Edward Scarlett Ivory Screwbarrel Microscope, No. 103

Age:  c1720
Made by: Edward Scarlett
Made in: England
This ivory screwbarrel microscope was made c1720 by Edward Scarlett (c1677–1743) in his shop the Archimedes and Globe on Dean Street, near St. Anne's Church, Soho, London. Scarlett (along with Edmund Culpeper) was one of the first opticians to make and sell screwbarrel microscopes shortly after James Wilson introduced it to the Royal Society in 1702. Scarlett made numerous other optical instruments, including a variation of Culpeper's tripod microscope. After Scarlett's death, his son, Ed. Scarlett Jr (1702–1779) took over the shop and continued to make instruments, mainly telescopes, until 1779. Few Edward Scarlett Sr. instruments remain today.

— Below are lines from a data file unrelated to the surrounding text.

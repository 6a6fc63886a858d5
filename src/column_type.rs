//! Column type tags for encoded tables.
//!
//! Each header column handed to a codec carries a [`ColumnType`] derived from
//! the field's [`ScalarKind`]. Unsigned kinds widen to the next signed tag.
//! `StringRef` only ever arrives from a codec and is never produced by
//! encoding.

use std::fmt;

use serde::{Deserialize, Serialize};

use crate::scalar::ScalarKind;

/// Column type tag handed to the external table codec alongside each header
/// name. The numeric codes are stable and shared with the codec.
#[derive(Debug, Clone, Copy, PartialEq, Eq, Hash, Serialize, Deserialize)]
pub enum ColumnType {
    String,
    Int8,
    Int16,
    Int32,
    Float,
    Double,
    /// Reference to a shared long string.
    StringRef,
}

impl ColumnType {
    /// Column type for a field kind, or `None` when the codec has no
    /// representation for it.
    pub fn for_kind(kind: ScalarKind) -> Option<Self> {
        match kind {
            ScalarKind::String => Some(ColumnType::String),
            ScalarKind::Int8 => Some(ColumnType::Int8),
            ScalarKind::Int16 | ScalarKind::UInt8 => Some(ColumnType::Int16),
            ScalarKind::Int32 | ScalarKind::UInt16 => Some(ColumnType::Int32),
            ScalarKind::Float32 => Some(ColumnType::Float),
            ScalarKind::Float64 | ScalarKind::UInt32 => Some(ColumnType::Double),
            ScalarKind::Int64 | ScalarKind::UInt64 | ScalarKind::Boolean => None,
        }
    }

    pub fn code(&self) -> i32 {
        match self {
            ColumnType::String => 0,
            ColumnType::Int8 => 1,
            ColumnType::Int16 => 2,
            ColumnType::Int32 => 3,
            ColumnType::Float => 4,
            ColumnType::Double => 5,
            ColumnType::StringRef => 6,
        }
    }

    pub fn from_code(code: i32) -> Option<Self> {
        match code {
            0 => Some(ColumnType::String),
            1 => Some(ColumnType::Int8),
            2 => Some(ColumnType::Int16),
            3 => Some(ColumnType::Int32),
            4 => Some(ColumnType::Float),
            5 => Some(ColumnType::Double),
            6 => Some(ColumnType::StringRef),
            _ => None,
        }
    }

    pub fn is_numeric(&self) -> bool {
        !matches!(self, ColumnType::String | ColumnType::StringRef)
    }

    pub fn as_str(&self) -> &'static str {
        match self {
            ColumnType::String => "string",
            ColumnType::Int8 => "int8",
            ColumnType::Int16 => "int16",
            ColumnType::Int32 => "int32",
            ColumnType::Float => "float",
            ColumnType::Double => "double",
            ColumnType::StringRef => "string_ref",
        }
    }
}

impl fmt::Display for ColumnType {
    fn fmt(&self, f: &mut fmt::Formatter<'_>) -> fmt::Result {
        f.write_str(self.as_str())
    }
}

#[cfg(test)]
mod tests {
    use super::*;

    #[test]
    fn kinds_map_to_wide_enough_columns() {
        assert_eq!(ColumnType::for_kind(ScalarKind::String), Some(ColumnType::String));
        assert_eq!(ColumnType::for_kind(ScalarKind::UInt8), Some(ColumnType::Int16));
        assert_eq!(ColumnType::for_kind(ScalarKind::UInt16), Some(ColumnType::Int32));
        assert_eq!(ColumnType::for_kind(ScalarKind::Float32), Some(ColumnType::Float));
        assert_eq!(ColumnType::for_kind(ScalarKind::Float64), Some(ColumnType::Double));
        assert_eq!(ColumnType::for_kind(ScalarKind::Int64), None);
        assert_eq!(ColumnType::for_kind(ScalarKind::Boolean), None);
    }

    #[test]
    fn codes_round_trip() {
        for code in 0..7 {
            let column = ColumnType::from_code(code).expect("known code");
            assert_eq!(column.code(), code);
        }
        assert_eq!(ColumnType::from_code(6), Some(ColumnType::StringRef));
        assert_eq!(ColumnType::from_code(7), None);
    }

    #[test]
    fn only_string_columns_are_textual() {
        assert!(!ColumnType::String.is_numeric());
        assert!(!ColumnType::StringRef.is_numeric());
        assert_eq!(ColumnType::StringRef.to_string(), "string_ref");
        assert!(ColumnType::Int8.is_numeric());
        assert!(ColumnType::Double.is_numeric());
    }
}
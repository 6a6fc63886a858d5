//! Row interfaces shared with external table codecs.
//!
//! A codec feeds the engine through [`RowSource`] (pull one row at a time,
//! `Ok(None)` at end-of-data) and receives encoded tables through [`RowSink`]
//! as a [`TablePayload`]: typed header columns plus string body rows.

use std::collections::VecDeque;

use anyhow::Result;

use crate::column_type::ColumnType;

pub type Row = Vec<String>;

pub trait RowSource {
    /// Next row, or `None` once the source is exhausted.
    fn read_row(&mut self) -> Result<Option<Row>>;

    fn read_all(&mut self) -> Result<Vec<Row>> {
        let mut rows = Vec::new();
        while let Some(row) = self.read_row()? {
            rows.push(row);
        }
        Ok(rows)
    }
}

impl<S: RowSource + ?Sized> RowSource for &mut S {
    fn read_row(&mut self) -> Result<Option<Row>> {
        (**self).read_row()
    }

    fn read_all(&mut self) -> Result<Vec<Row>> {
        (**self).read_all()
    }
}

/// Rows already materialized in memory.
#[derive(Debug, Clone, Default, PartialEq, Eq)]
pub struct MemoryRows {
    rows: VecDeque<Row>,
}

impl MemoryRows {
    pub fn new(rows: Vec<Row>) -> Self {
        Self { rows: rows.into() }
    }

    pub fn remaining(&self) -> usize {
        self.rows.len()
    }
}

impl From<Vec<Row>> for MemoryRows {
    fn from(rows: Vec<Row>) -> Self {
        Self::new(rows)
    }
}

impl RowSource for MemoryRows {
    fn read_row(&mut self) -> Result<Option<Row>> {
        Ok(self.rows.pop_front())
    }

    fn read_all(&mut self) -> Result<Vec<Row>> {
        Ok(self.rows.drain(..).collect())
    }
}

#[derive(Debug, Clone, PartialEq, Eq)]
pub struct HeaderColumn {
    pub name: String,
    pub column_type: ColumnType,
    pub label: String,
}

/// An encoded table ready for a codec.
#[derive(Debug, Clone, PartialEq, Eq, Default)]
pub struct TablePayload {
    pub header: Vec<HeaderColumn>,
    pub rows: Vec<Row>,
}

impl TablePayload {
    pub fn header_names(&self) -> Vec<String> {
        self.header.iter().map(|column| column.name.clone()).collect()
    }

    /// Header names followed by the body rows.
    pub fn to_rows(&self) -> Vec<Row> {
        let mut rows = Vec::with_capacity(self.rows.len() + 1);
        rows.push(self.header_names());
        rows.extend(self.rows.iter().cloned());
        rows
    }
}

pub trait RowSink {
    fn write_table(&mut self, table: &TablePayload) -> Result<()>;
}

impl<K: RowSink + ?Sized> RowSink for &mut K {
    fn write_table(&mut self, table: &TablePayload) -> Result<()> {
        (**self).write_table(table)
    }
}

/// Collects every written table in memory.
impl RowSink for Vec<TablePayload> {
    fn write_table(&mut self, table: &TablePayload) -> Result<()> {
        self.push(table.clone());
        Ok(())
    }
}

This instrument in the Golub Collection is especially rare because it is a complete set as manufactured by Scarlett; including two instruction manuals, one in English the other in French. Interstingly, the forceps plus Black/White disc included as an accessory to this Scarlett set appears to have been made by Edmund Culpeper. The set can be stored in a wood case covered in blackened ray skin. 2 3/4"

The following is Edward Scarlett's Description and Use of this instrument. Refer to Scarlett's diagram.

This set of Microscopes has seven different magnifying glasses, Six of which may be used with two different Instruments, for the better applying them to various Objects. The Body of the Instrument, is represented CB, made of Silver, Brass or Ivory; it hath three thin Brass Plates EE, and a Spring of Steel H within it: To one of these thin Plates of Brass is fixed a piece of Leather F with a small Furrow G, both in the Leather and Brass to which it is fixed. In one end of this Instrument there is a long Screw, D, with a Convex Glass C placed in the end of it: In the other end there is a hollow Screw o o, wherein any of the Magnifying Glasses M are screw’d when they are to be made use of. The six different Magnifying Glasses are all set in the manner express’d at M. The greater Magnifyer is mark’d upon the Silver, Brass or Ivory, wherein it is set with No 1. the next 2. and so on to 6; the 7th Glass is mark’d 7, and set in the manner of a little Barrel, as N.

O. is a flat piece of Ivory, whereof four belong to this set of Microscopes, (tho’ any one who has a mind to  keep a Register of Objects, may have as many of them as he pleases) in each of which there are 4 holes d d d d, wherein the several Objects are placed, between 2 thin Glasses or Talks.

The other Instrument P. is made of Brass to slide in between the Brass Plates E, of the Instrument C B, with a small pair of Tongs V at the end, which opens by pressing together the two Heads of he Pins, for taking up of Objects. At the other end of this Instrument is a Point or Needle N. to prick any Object upon. Upon that Point of the Instrument P, is screwed a round piece of Brass expres’d at H, with a piece of Ivory and lack Wood fix’d in it, to put and Opake Object on according to the difference of their Colour; there are two little Points or Springs which turn down, to keep the Objects from falling off.

The Instrument R. has a Screw at R, which Screws on the Body of the Microscope, at the hollow Screw o o unto which is fixt a Ring of Brass Q, which moves backward and forward, on a Center, as the Object requires. In that Ring there is a Screw, which receives all the Glasses M, so that when any Object is taken up in the Points of the Tongs V, or laid up on the other end (which is to be useful for Opack Bodies) it may very easily be applyed to the true distance of any of the Glasses M, by means of the Screw D, which will bring the Object to the exact distance.


Featured 1/2011

This instrument contains a set of forceps engraved "ES", attesting to the maker.